Records for this exercise START

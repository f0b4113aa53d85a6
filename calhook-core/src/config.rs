//! Service configuration.
//!
//! Loaded once at startup from `~/.config/calhook/config.toml` (or a
//! `--config` override) and passed by reference from then on; core logic
//! never reads ambient global state.

use std::collections::{BTreeMap, BTreeSet};
use std::net::SocketAddr;
use std::path::{Path, PathBuf};

use serde::Deserialize;

use crate::descriptor::EventDescriptor;
use crate::error::{CalHookError, CalHookResult};

const DEFAULT_PORT: u16 = 8080;

fn default_listen_addr() -> SocketAddr {
    SocketAddr::from(([0, 0, 0, 0], DEFAULT_PORT))
}

/// Runtime configuration for the webhook service.
#[derive(Debug, Clone, Deserialize)]
pub struct AppConfig {
    /// Base URL of the provider's REST API
    pub api_base: String,
    /// API key, sent as the `Provider-Token` header on every call
    pub api_key: String,
    /// Calendar the managed events live in
    pub calendar_id: String,
    /// Custom field the link is written to
    pub custom_field: String,
    /// Address the webhook listener binds to
    #[serde(default = "default_listen_addr")]
    pub listen_addr: SocketAddr,
    /// Sub-calendar id to link content (HTML allowed, stored verbatim)
    #[serde(default)]
    pub links: LinkTable,
}

impl AppConfig {
    /// Default config location: ~/.config/calhook/config.toml
    pub fn config_path() -> CalHookResult<PathBuf> {
        let config_dir = dirs::config_dir()
            .ok_or_else(|| CalHookError::Config("Could not determine config directory".into()))?
            .join("calhook");

        Ok(config_dir.join("config.toml"))
    }

    /// Load and validate a config file.
    pub fn load(path: &Path) -> CalHookResult<AppConfig> {
        let contents = std::fs::read_to_string(path)?;

        let config: AppConfig = toml::from_str(&contents)
            .map_err(|e| CalHookError::Config(format!("Could not parse config: {e}")))?;

        config.validate()?;
        Ok(config)
    }

    /// Check the fatal preconditions before any webhook is accepted.
    pub fn validate(&self) -> CalHookResult<()> {
        for (key, value) in [
            ("api_base", &self.api_base),
            ("api_key", &self.api_key),
            ("calendar_id", &self.calendar_id),
            ("custom_field", &self.custom_field),
        ] {
            if value.trim().is_empty() {
                return Err(CalHookError::Config(format!("'{key}' must not be empty")));
            }
        }

        if self.links.is_empty() {
            return Err(CalHookError::Config(
                "[links] must map at least one sub-calendar id to link content".into(),
            ));
        }

        Ok(())
    }

    /// Create a sample config file with every option spelled out.
    pub fn create_sample_config(path: &Path) -> CalHookResult<()> {
        let contents = "\
# calhook configuration

# Provider REST API and credentials:
# api_base = \"https://api.example.com\"
# api_key = \"your-api-key\"
# calendar_id = \"your-calendar-id\"

# Custom field the meeting link is written to:
# custom_field = \"meeting_link\"

# Address the webhook listener binds to:
# listen_addr = \"0.0.0.0:8080\"

# Sub-calendar id to link content. Values are stored verbatim under
# {\"html\": ...}, so markup is allowed:
# [links]
# 14156325 = \"<a href=\\\"https://meet.example.com/standup\\\">Join standup</a>\"
# 14098383 = \"https://meet.example.com/retro\"
";

        if let Some(parent) = path.parent() {
            std::fs::create_dir_all(parent).map_err(|e| {
                CalHookError::Config(format!("Could not create config directory: {e}"))
            })?;
        }

        std::fs::write(path, contents)
            .map_err(|e| CalHookError::Config(format!("Could not write config file: {e}")))?;

        Ok(())
    }

    /// Find the managed sub-calendar an event update should bind to:
    /// the primary sub-calendar first, then membership order.
    pub fn assign(&self, descriptor: &EventDescriptor) -> Option<LinkAssignment> {
        std::iter::once(descriptor.sub_calendar_id)
            .chain(descriptor.sub_calendar_ids.iter().copied())
            .find_map(|id| {
                self.links.get(id).map(|html| LinkAssignment {
                    sub_calendar_id: id,
                    field: self.custom_field.clone(),
                    html: html.to_string(),
                    managed: self.links.managed_ids(),
                })
            })
    }
}

/// The product of a successful link lookup for one event.
#[derive(Debug, Clone)]
pub struct LinkAssignment {
    /// Managed sub-calendar that triggered this update
    pub sub_calendar_id: i64,
    /// Target custom-field name
    pub field: String,
    /// Link content, written verbatim under `{"html": ...}`
    pub html: String,
    /// Every managed sub-calendar id, for membership collapsing
    pub managed: BTreeSet<i64>,
}

/// Sub-calendar to link-content table, keyed by numeric id.
///
/// TOML table keys are strings; they are parsed at load time so a typoed
/// key fails the whole config instead of silently never matching.
#[derive(Debug, Clone, Default, Deserialize)]
#[serde(try_from = "BTreeMap<String, String>")]
pub struct LinkTable(BTreeMap<i64, String>);

impl TryFrom<BTreeMap<String, String>> for LinkTable {
    type Error = String;

    fn try_from(raw: BTreeMap<String, String>) -> Result<Self, Self::Error> {
        let mut table = BTreeMap::new();
        for (key, value) in raw {
            let id = key
                .parse::<i64>()
                .map_err(|_| format!("[links] key '{key}' is not a numeric sub-calendar id"))?;
            table.insert(id, value);
        }
        Ok(LinkTable(table))
    }
}

impl FromIterator<(i64, String)> for LinkTable {
    fn from_iter<T: IntoIterator<Item = (i64, String)>>(iter: T) -> Self {
        LinkTable(BTreeMap::from_iter(iter))
    }
}

impl LinkTable {
    pub fn is_empty(&self) -> bool {
        self.0.is_empty()
    }

    pub fn len(&self) -> usize {
        self.0.len()
    }

    pub fn get(&self, id: i64) -> Option<&str> {
        self.0.get(&id).map(String::as_str)
    }

    pub fn is_managed(&self, id: i64) -> bool {
        self.0.contains_key(&id)
    }

    pub fn managed_ids(&self) -> BTreeSet<i64> {
        self.0.keys().copied().collect()
    }
}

Records for this exercise END

• Directions for this task:
The answer should be the full set of records, reproduced exactly.

• Output of the task:
repository f0b4113aa53d85a6
filename calhook-core/src/config.rs
//! Service configuration.
//!
//! Loaded once at startup from `~/.config/calhook/config.toml` (or a
//! `--config` override) and passed by reference from then on; core logic
//! never reads ambient global state.

use std::collections::{BTreeMap, BTreeSet};
use std::net::SocketAddr;
use std::path::{Path, PathBuf};

use serde::Deserialize;

use crate::descriptor::EventDescriptor;
use crate::error::{CalHookError, CalHookResult};

const DEFAULT_PORT: u16 = 8080;

fn default_listen_addr() -> SocketAddr {
    SocketAddr::from(([0, 0, 0, 0], DEFAULT_PORT))
}

/// Runtime configuration for the webhook service.
#[derive(Debug, Clone, Deserialize)]
pub struct AppConfig {
    /// Base URL of the provider's REST API
    pub api_base: String,
    /// API key, sent as the `Provider-Token` header on every call
    pub api_key: String,
    /// Calendar the managed events live in
    pub calendar_id: String,
    /// Custom field the link is written to
    pub custom_field: String,
    /// Address the webhook listener binds to
    #[serde(default = "default_listen_addr")]
    pub listen_addr: SocketAddr,
    /// Sub-calendar id to link content (HTML allowed, stored verbatim)
    #[serde(default)]
    pub links: LinkTable,
}

impl AppConfig {
    /// Default config location: ~/.config/calhook/config.toml
    pub fn config_path() -> CalHookResult<PathBuf> {
        let config_dir = dirs::config_dir()
            .ok_or_else(|| CalHookError::Config("Could not determine config directory".into()))?
            .join("calhook");

        Ok(config_dir.join("config.toml"))
    }

    /// Load and validate a config file.
    pub fn load(path: &Path) -> CalHookResult<AppConfig> {
        let contents = std::fs::read_to_string(path)?;

        let config: AppConfig = toml::from_str(&contents)
            .map_err(|e| CalHookError::Config(format!("Could not parse config: {e}")))?;

        config.validate()?;
        Ok(config)
    }

    /// Check the fatal preconditions before any webhook is accepted.
    pub fn validate(&self) -> CalHookResult<()> {
        for (key, value) in [
            ("api_base", &self.api_base),
            ("api_key", &self.api_key),
            ("calendar_id", &self.calendar_id),
            ("custom_field", &self.custom_field),
        ] {
            if value.trim().is_empty() {
                return Err(CalHookError::Config(format!("'{key}' must not be empty")));
            }
        }

        if self.links.is_empty() {
            return Err(CalHookError::Config(
                "[links] must map at least one sub-calendar id to link content".into(),
            ));
        }

        Ok(())
    }

    /// Create a sample config file with every option spelled out.
    pub fn create_sample_config(path: &Path) -> CalHookResult<()> {
        let contents = "\
# calhook configuration

# Provider REST API and credentials:
# api_base = \"https://api.example.com\"
# api_key = \"your-api-key\"
# calendar_id = \"your-calendar-id\"

# Custom field the meeting link is written to:
# custom_field = \"meeting_link\"

# Address the webhook listener binds to:
# listen_addr = \"0.0.0.0:8080\"

# Sub-calendar id to link content. Values are stored verbatim under
# {\"html\": ...}, so markup is allowed:
# [links]
# 14156325 = \"<a href=\\\"https://meet.example.com/standup\\\">Join standup</a>\"
# 14098383 = \"https://meet.example.com/retro\"
";

        if let Some(parent) = path.parent() {
            std::fs::create_dir_all(parent).map_err(|e| {
                CalHookError::Config(format!("Could not create config directory: {e}"))
            })?;
        }

        std::fs::write(path, contents)
            .map_err(|e| CalHookError::Config(format!("Could not write config file: {e}")))?;

        Ok(())
    }

    /// Find the managed sub-calendar an event update should bind to:
    /// the primary sub-calendar first, then membership order.
    pub fn assign(&self, descriptor: &EventDescriptor) -> Option<LinkAssignment> {
        std::iter::once(descriptor.sub_calendar_id)
            .chain(descriptor.sub_calendar_ids.iter().copied())
            .find_map(|id| {
                self.links.get(id).map(|html| LinkAssignment {
                    sub_calendar_id: id,
                    field: self.custom_field.clone(),
                    html: html.to_string(),
                    managed: self.links.managed_ids(),
                })
            })
    }
}

/// The product of a successful link lookup for one event.
#[derive(Debug, Clone)]
pub struct LinkAssignment {
    /// Managed sub-calendar that triggered this update
    pub sub_calendar_id: i64,
    /// Target custom-field name
    pub field: String,
    /// Link content, written verbatim under `{"html": ...}`
    pub html: String,
    /// Every managed sub-calendar id, for membership collapsing
    pub managed: BTreeSet<i64>,
}

/// Sub-calendar to link-content table, keyed by numeric id.
///
/// TOML table keys are strings; they are parsed at load time so a typoed
/// key fails the whole config instead of silently never matching.
#[derive(Debug, Clone, Default, Deserialize)]
#[serde(try_from = "BTreeMap<String, String>")]
pub struct LinkTable(BTreeMap<i64, String>);

impl TryFrom<BTreeMap<String, String>> for LinkTable {
    type Error = String;

    fn try_from(raw: BTreeMap<String, String>) -> Result<Self, Self::Error> {
        let mut table = BTreeMap::new();
        for (key, value) in raw {
            let id = key
                .parse::<i64>()
                .map_err(|_| format!("[links] key '{key}' is not a numeric sub-calendar id"))?;
            table.insert(id, value);
        }
        Ok(LinkTable(table))
    }
}

impl FromIterator<(i64, String)> for LinkTable {
    fn from_iter<T: IntoIterator<Item = (i64, String)>>(iter: T) -> Self {
        LinkTable(BTreeMap::from_iter(iter))
    }
}

impl LinkTable {
    pub fn is_empty(&self) -> bool {
        self.0.is_empty()
    }

    pub fn len(&self) -> usize {
        self.0.len()
    }

    pub fn get(&self, id: i64) -> Option<&str> {
        self.0.get(&id).map(String::as_str)
    }

    pub fn is_managed(&self, id: i64) -> bool {
        self.0.contains_key(&id)
    }

    pub fn managed_ids(&self) -> BTreeSet<i64> {
        self.0.keys().copied().collect()
    }
}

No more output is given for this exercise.